*Work instructions*. An exact transcription of the data below, complete and unaltered, is the expected answer.

---------- Records to process ----------

//! This module provides functionalities to resolve and emit a flattened device tree

use bitflags::bitflags;
use utils::endian::{BigEndian32, BigEndian64};

pub mod reader;
pub mod writer;

/// Raw Flattened Device Tree header (big-endian fields).
///
/// This maps directly to the FDT header structure; fields are stored as
/// big-endian 32-bit values and should be interpreted as `EndianData`.
#[repr(C)]
#[derive(Debug)]
pub struct FdtHeader {
    pub magic: BigEndian32,
    pub totalsize: BigEndian32,
    pub off_dt_struct: BigEndian32,
    pub off_dt_strings: BigEndian32,
    pub off_mem_rsvmap: BigEndian32,
    pub version: BigEndian32,
    pub last_comp_version: BigEndian32,
    pub boot_cpuid_phys: BigEndian32,
    pub size_dt_strings: BigEndian32,
    pub size_dt_struct: BigEndian32,
}

/// Flattened Reserved Memory Entry
#[repr(C)]
#[derive(Debug, Clone, Copy)]
pub struct ReservedMemoryEntry {
    pub addr: BigEndian64,
    pub size: BigEndian64,
}

/// Expected FDT magic number.
pub const FDT_MAGIC: u32 = 0xd00dfeed;
/// The FDT version this crate reads and writes.
pub const FDT_VERSION: u32 = 17;
/// The last compatible FDT version accepted by the reader.
pub const LAST_COMP_VERSION: u32 = 16;

bitflags! {
    /// Type tags found in the FDT structure block.
    pub struct FdtNodeType : u32{
        /// Begin a node (followed by its name string)
        const FDT_BEGIN_NODE  = 0x01;
        /// End a node
        const FDT_END_NODE    = 0x02;
        /// A property entry (length, nameoff, data)
        const FDT_PROP        = 0x03;
        /// No-op padding word
        const FDT_NOP         = 0x04;
        /// End of the structure block
        const FDT_END         = 0x09;
    }
}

----------

*Expected answer*.
//! This module provides functionalities to resolve and emit a flattened device tree

use bitflags::bitflags;
use utils::endian::{BigEndian32, BigEndian64};

pub mod reader;
pub mod writer;

/// Raw Flattened Device Tree header (big-endian fields).
///
/// This maps directly to the FDT header structure; fields are stored as
/// big-endian 32-bit values and should be interpreted as `EndianData`.
#[repr(C)]
#[derive(Debug)]
pub struct FdtHeader {
    pub magic: BigEndian32,
    pub totalsize: BigEndian32,
    pub off_dt_struct: BigEndian32,
    pub off_dt_strings: BigEndian32,
    pub off_mem_rsvmap: BigEndian32,
    pub version: BigEndian32,
    pub last_comp_version: BigEndian32,
    pub boot_cpuid_phys: BigEndian32,
    pub size_dt_strings: BigEndian32,
    pub size_dt_struct: BigEndian32,
}

/// Flattened Reserved Memory Entry
#[repr(C)]
#[derive(Debug, Clone, Copy)]
pub struct ReservedMemoryEntry {
    pub addr: BigEndian64,
    pub size: BigEndian64,
}

/// Expected FDT magic number.
pub const FDT_MAGIC: u32 = 0xd00dfeed;
/// The FDT version this crate reads and writes.
pub const FDT_VERSION: u32 = 17;
/// The last compatible FDT version accepted by the reader.
pub const LAST_COMP_VERSION: u32 = 16;

bitflags! {
    /// Type tags found in the FDT structure block.
    pub struct FdtNodeType : u32{
        /// Begin a node (followed by its name string)
        const FDT_BEGIN_NODE  = 0x01;
        /// End a node
        const FDT_END_NODE    = 0x02;
        /// A property entry (length, nameoff, data)
        const FDT_PROP        = 0x03;
        /// No-op padding word
        const FDT_NOP         = 0x04;
        /// End of the structure block
        const FDT_END         = 0x09;
    }
}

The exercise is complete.